Aus dem Niederländischen von Susanne George. Juni 1977, mitten in den Cevennen: Hier findet ein ambitioniertes Radrennen der Amateure statt, und Tim Krabbe damals dreiunddreißig Jahre jung, ist selbst mit von der Partie... Vom Start weg sind wir mit dabei, ganz nah bei diesem um den Sieg kämpfenden Tim Krabbe, durch Hitze, Regen, Schweiß treibende Aufstiege, eiskatle Abfahrten - bis zum Finish, das mit kaum überbietbarer Spannung endlich preisgibt, wer der Sieger ist.
Rezensionsnotiz zu
Frankfurter Allgemeine Zeitung, 15.03.2006
Rezensent Hannes Hintermeier ist ausgesprochen zufrieden, dass dieser "Klassiker des Genres Sportroman" fast dreißig Jahre nach dem Erscheinen seines Originals in den Niederlanden nun doch noch seinen Weg zum deutschen Leser gefunden hat.
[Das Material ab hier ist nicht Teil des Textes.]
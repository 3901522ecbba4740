//! Interactive documentation session
//!
//! The session is an explicit state machine:
//!
//! ```text
//! ShowMenu -> AwaitSelection -> DispatchOne | DispatchAll -> AskContinue -> ShowMenu | Terminate
//!                  ^      |
//!                  +------+  (out of range or malformed selection)
//! ```
//!
//! The catalogue is built once when the session is created. Input decisions
//! live in [`input`]; this module only performs the console and file I/O for
//! each state.

pub mod input;

use std::io::{BufRead, Write};

use termcolor::WriteColor;
use tracing::{debug, info, warn};

use crate::error::Result;
use crate::extract::{Catalogue, Extractor, MethodFilter};
use crate::output::{
    CsvLog, SessionConfig, print_catalogue, print_divider, print_header, print_method_list,
};
use crate::record::format_record;
use crate::registry::{ModuleInfo, TypeDef};

pub use input::{
    ContinueAnswer, MALFORMED_SELECTION, Selection, classify_selection, parse_continue_answer,
    parse_selection,
};

const SELECTION_PROMPT: &str = "Select a type from the list above: ";
const CONTINUE_PROMPT: &str = "Continue? (Y/N): ";
const INVALID_ANSWER_PROMPT: &str = "Please enter a valid input: ";
const MALFORMED_MESSAGE: &str =
    "Possible malformed input, please enter a valid value and try again.";

/// Where the session is in its menu cycle.
#[derive(Debug, Clone, Copy, PartialEq, Eq)]
pub enum State {
    ShowMenu,
    AwaitSelection,
    /// Document the catalogue entry with this 1-based index
    DispatchOne(usize),
    DispatchAll,
    AskContinue,
    Terminate,
}

impl Selection {
    /// State entered after this selection; `None` means prompt again.
    pub fn next_state(self) -> Option<State> {
        match self {
            Selection::Type(index) => Some(State::DispatchOne(index)),
            Selection::All => Some(State::DispatchAll),
            Selection::OutOfRange | Selection::Malformed => None,
        }
    }
}

impl ContinueAnswer {
    pub fn next_state(self) -> State {
        match self {
            ContinueAnswer::Continue => State::ShowMenu,
            ContinueAnswer::Stop => State::Terminate,
        }
    }
}

/// One operator session over one module.
pub struct Session<'m, R, W> {
    extractor: Extractor<'m>,
    catalogue: Catalogue<'m>,
    log: CsvLog,
    config: SessionConfig,
    input: R,
    out: W,
}

impl<'m, R: BufRead, W: WriteColor> Session<'m, R, W> {
    pub fn new(
        module: &'m ModuleInfo,
        log: CsvLog,
        config: SessionConfig,
        input: R,
        out: W,
    ) -> Self {
        let extractor = Extractor::new(module);
        let catalogue = extractor.list_types();
        Self {
            extractor,
            catalogue,
            log,
            config,
            input,
            out,
        }
    }

    pub fn catalogue(&self) -> &Catalogue<'m> {
        &self.catalogue
    }

    /// Consume the session, returning the console writer.
    pub fn into_output(self) -> W {
        self.out
    }

    /// Run menu cycles until the operator stops or input ends.
    pub fn run(&mut self) -> Result<()> {
        let mut state = State::ShowMenu;
        while state != State::Terminate {
            state = self.step(state)?;
        }
        self.out.flush()?;
        info!("session finished");
        Ok(())
    }

    /// Perform the I/O for `state` and return the state that follows it.
    pub fn step(&mut self, state: State) -> Result<State> {
        let next = match state {
            State::ShowMenu => {
                print_catalogue(&mut self.out, &self.catalogue)?;
                State::AwaitSelection
            }
            State::AwaitSelection => self.await_selection()?,
            State::DispatchOne(index) => {
                match self.catalogue.get(index) {
                    Some(ty) => {
                        self.document_type(ty, MethodFilter::instance_members())?;
                    }
                    None => warn!(
                        index,
                        types = self.catalogue.len(),
                        "no catalogue entry to dispatch"
                    ),
                }
                State::AskContinue
            }
            State::DispatchAll => {
                self.export_all()?;
                State::AskContinue
            }
            State::AskContinue => self.ask_continue()?,
            State::Terminate => State::Terminate,
        };
        debug!(?state, ?next, "session transition");
        Ok(next)
    }

    /// Document every non-compiler-generated type of the module.
    ///
    /// Returns the number of records appended.
    pub fn export_all(&mut self) -> Result<usize> {
        let extractor = self.extractor;
        let mut records = 0;
        for ty in extractor.documentable_types() {
            records += self.document_type(ty, MethodFilter::all())?;
        }
        info!(records, "documented all types");
        Ok(records)
    }

    /// Print the type's methods and append its override records.
    fn document_type(&mut self, ty: &'m TypeDef, record_filter: MethodFilter) -> Result<usize> {
        print_header(&mut self.out, &ty.name)?;
        let listed = self.extractor.list_methods(ty, MethodFilter::all());
        print_method_list(&mut self.out, &listed, self.config.details)?;

        let recorded = self.extractor.list_methods(ty, record_filter);
        let facts = self.extractor.describe_overrides(&recorded);
        self.log.append_all(facts.iter().map(format_record))
    }

    fn await_selection(&mut self) -> Result<State> {
        loop {
            write!(self.out, "{}", SELECTION_PROMPT)?;
            self.out.flush()?;
            let Some(line) = self.read_line()? else {
                return Ok(State::Terminate);
            };
            writeln!(self.out)?;

            let selection = classify_selection(parse_selection(&line), self.catalogue.len());
            if let Some(next) = selection.next_state() {
                return Ok(next);
            }
            match selection {
                Selection::OutOfRange => writeln!(
                    self.out,
                    "Please select a value between 1 and {} ",
                    self.catalogue.print_all_option()
                )?,
                _ => writeln!(self.out, "{}", MALFORMED_MESSAGE)?,
            }
        }
    }

    fn ask_continue(&mut self) -> Result<State> {
        write!(self.out, "{}", CONTINUE_PROMPT)?;
        loop {
            self.out.flush()?;
            let Some(line) = self.read_line()? else {
                return Ok(State::Terminate);
            };
            match parse_continue_answer(&line) {
                Some(answer) => {
                    if answer == ContinueAnswer::Continue {
                        print_divider(&mut self.out)?;
                    }
                    return Ok(answer.next_state());
                }
                None => write!(self.out, "{}", INVALID_ANSWER_PROMPT)?,
            }
        }
    }

    /// Next console line, or `None` once input is exhausted.
    ///
    /// Undecodable bytes become U+FFFD, so they fail parsing and reprompt.
    fn read_line(&mut self) -> Result<Option<String>> {
        let mut bytes = Vec::new();
        if self.input.read_until(b'\n', &mut bytes)? == 0 {
            warn!("console input closed, ending session");
            return Ok(None);
        }
        Ok(Some(String::from_utf8_lossy(&bytes).into_owned()))
    }
}
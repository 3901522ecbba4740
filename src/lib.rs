//! autodoc - interactive method documentation for compiled module manifests

pub mod error;
pub mod extract;
pub mod output;
pub mod record;
pub mod registry;
pub mod session;

#[cfg(any(test, feature = "test-utils"))]
pub mod test_utils;

pub use error::{Error, Result};
pub use extract::{Catalogue, Extractor, MethodFilter, MethodHandle};
pub use output::{CsvLog, ExportConfig, SessionConfig};
pub use record::{MethodFact, format_record};
pub use registry::{ModuleInfo, TypeDef};
pub use session::{Session, State};
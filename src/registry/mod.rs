//! Module registry: the compiled-type metadata that autodoc inspects
//!
//! A module is described by a manifest rather than discovered through runtime
//! reflection. The manifest lists every type of the module in its native
//! order together with the type's base, a compiler-generated marker and the
//! methods the type declares.
//!
//! # Manifest format
//!
//! ```json
//! { "name": "shapes", "types": [
//!     { "name": "Shape", "methods": [
//!         { "name": "area", "visibility": "public", "dispatch": "virtual" } ] },
//!     { "name": "Circle", "base": "Shape", "methods": [
//!         { "name": "area", "visibility": "public", "dispatch": "override" } ] } ] }
//! ```

pub mod builtin;

use std::path::Path;

use serde::{Deserialize, Serialize};
use tracing::debug;

use crate::error::{Error, Result};

/// Accessibility of a method.
#[derive(Debug, Clone, Copy, PartialEq, Eq, Default, Serialize, Deserialize)]
#[serde(rename_all = "lowercase")]
pub enum Visibility {
    Public,
    Protected,
    /// Visible inside the defining module only
    Internal,
    #[default]
    Private,
}

impl Visibility {
    pub fn is_public(self) -> bool {
        self == Visibility::Public
    }

    /// Whether derived types see this method in their own method list.
    pub fn is_inherited(self) -> bool {
        self != Visibility::Private
    }
}

/// How calls to a method are bound.
#[derive(Debug, Clone, Copy, PartialEq, Eq, Default, Serialize, Deserialize)]
#[serde(rename_all = "lowercase")]
pub enum Dispatch {
    /// Not overridable
    #[default]
    Final,
    /// Introduces a new overridable slot
    Virtual,
    /// Replaces an overridable method inherited from a base type
    Override,
}

/// A single method parameter.
#[derive(Debug, Clone, PartialEq, Eq, Serialize, Deserialize)]
pub struct Param {
    pub name: String,
    #[serde(rename = "type")]
    pub type_name: String,
}

/// A method as declared on one type.
#[derive(Debug, Clone, PartialEq, Eq, Serialize, Deserialize)]
pub struct MethodDef {
    pub name: String,
    #[serde(default)]
    pub visibility: Visibility,
    #[serde(default, rename = "static")]
    pub is_static: bool,
    #[serde(default)]
    pub dispatch: Dispatch,
    #[serde(default, rename = "abstract")]
    pub is_abstract: bool,
    #[serde(default, rename = "constructor")]
    pub is_constructor: bool,
    #[serde(default)]
    pub params: Vec<Param>,
}

impl MethodDef {
    pub fn is_virtual(&self) -> bool {
        self.dispatch != Dispatch::Final
    }

    /// Same name and same parameter types, in order.
    pub fn same_signature(&self, other: &MethodDef) -> bool {
        self.name == other.name
            && self.params.len() == other.params.len()
            && self
                .params
                .iter()
                .zip(&other.params)
                .all(|(a, b)| a.type_name == b.type_name)
    }
}

/// A type defined in a module.
#[derive(Debug, Clone, PartialEq, Eq, Serialize, Deserialize)]
pub struct TypeDef {
    pub name: String,
    #[serde(default, skip_serializing_if = "Option::is_none")]
    pub namespace: Option<String>,
    /// Name of the base type. May refer to a type outside the module.
    #[serde(default, skip_serializing_if = "Option::is_none")]
    pub base: Option<String>,
    #[serde(default)]
    pub compiler_generated: bool,
    #[serde(default)]
    pub methods: Vec<MethodDef>,
}

impl TypeDef {
    /// `namespace.Name`, or just `Name` without a namespace.
    pub fn qualified_name(&self) -> String {
        match &self.namespace {
            Some(ns) if !ns.is_empty() => format!("{}.{}", ns, self.name),
            _ => self.name.clone(),
        }
    }

    fn answers_to(&self, name: &str) -> bool {
        self.name == name || self.qualified_name() == name
    }
}

/// A compiled unit and the types it defines, in native order.
#[derive(Debug, Clone, PartialEq, Eq, Default, Serialize, Deserialize)]
pub struct ModuleInfo {
    pub name: String,
    #[serde(default)]
    pub types: Vec<TypeDef>,
}

impl ModuleInfo {
    /// Parse and validate a JSON manifest. `origin` names the source in errors.
    pub fn from_json(origin: &str, json: &str) -> Result<Self> {
        let module: ModuleInfo = serde_json::from_str(json).map_err(|source| Error::Manifest {
            origin: origin.to_string(),
            source,
        })?;
        module.validate()?;
        debug!(
            module = %module.name,
            types = module.types.len(),
            "loaded module manifest from {}",
            origin
        );
        Ok(module)
    }

    /// Read a manifest file from disk.
    pub fn load(path: &Path) -> Result<Self> {
        let json = std::fs::read_to_string(path).map_err(|e| Error::io(path, e))?;
        Self::from_json(&path.display().to_string(), &json)
    }

    /// Reject manifests the extractor cannot walk safely.
    pub fn validate(&self) -> Result<()> {
        for ty in &self.types {
            for method in &ty.methods {
                let reason = if method.is_static && method.is_virtual() {
                    Some("static methods cannot be virtual")
                } else if method.is_abstract && !method.is_virtual() {
                    Some("abstract methods must be virtual")
                } else {
                    None
                };
                if let Some(reason) = reason {
                    return Err(Error::InvalidMethod {
                        type_name: ty.name.clone(),
                        method: method.name.clone(),
                        reason,
                    });
                }
            }

            // A chain longer than the number of types must revisit one.
            let mut steps = 0;
            let mut current = self.base_of(ty);
            while let Some(base) = current {
                steps += 1;
                if steps > self.types.len() {
                    return Err(Error::InheritanceCycle(ty.name.clone()));
                }
                current = self.base_of(base);
            }
        }
        Ok(())
    }

    /// First type answering to `name` (simple or namespace-qualified).
    pub fn find_type(&self, name: &str) -> Option<&TypeDef> {
        self.types.iter().find(|ty| ty.answers_to(name))
    }

    /// The base of `ty` when it is defined in this module.
    pub fn base_of(&self, ty: &TypeDef) -> Option<&TypeDef> {
        ty.base.as_deref().and_then(|name| self.find_type(name))
    }

    /// Base types of `ty`, nearest first, stopping where the chain leaves the module.
    pub fn ancestors<'a>(&'a self, ty: &'a TypeDef) -> Ancestors<'a> {
        Ancestors {
            module: self,
            current: self.base_of(ty),
            remaining: self.types.len(),
        }
    }
}

/// Iterator over the in-module base chain of a type.
pub struct Ancestors<'a> {
    module: &'a ModuleInfo,
    current: Option<&'a TypeDef>,
    remaining: usize,
}

impl<'a> Iterator for Ancestors<'a> {
    type Item = &'a TypeDef;

    fn next(&mut self) -> Option<Self::Item> {
        if self.remaining == 0 {
            return None;
        }
        self.remaining -= 1;
        let ty = self.current?;
        self.current = self.module.base_of(ty);
        Some(ty)
    }
}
Tim Krabbe beschreibe in diesem "unverstellt autobiografischen" Buch sein knappes Scheitern als Radrennfahrer bei der Mont-Aigoual-Tour im Juni 1977. Gleichzeitig empfindet der Rezensent das Buch als angenehm kurzgehaltenes Bewusstseinsprotokoll. Hintermeier zufolge ist der Text nach Radkilometern gegliedert. Eingestreut in die Versuchsanordnung des "Psychocyclisten" Krabbe fand er Rennsport-Anekdoten sowie Erinnerungen an eigene Erlebnisse. Je näher die Rennfahrer ihrem Ziel kämen, desto atemloser werde die Prosa, desto spannender werde das Duell an der Spitze, bei dem Krabbe schließlich nur Zweiter werde. Doch das, gibt Hintermeier begeistert zu Protokoll, tut dem Triumph des Romans keinen Abbruch.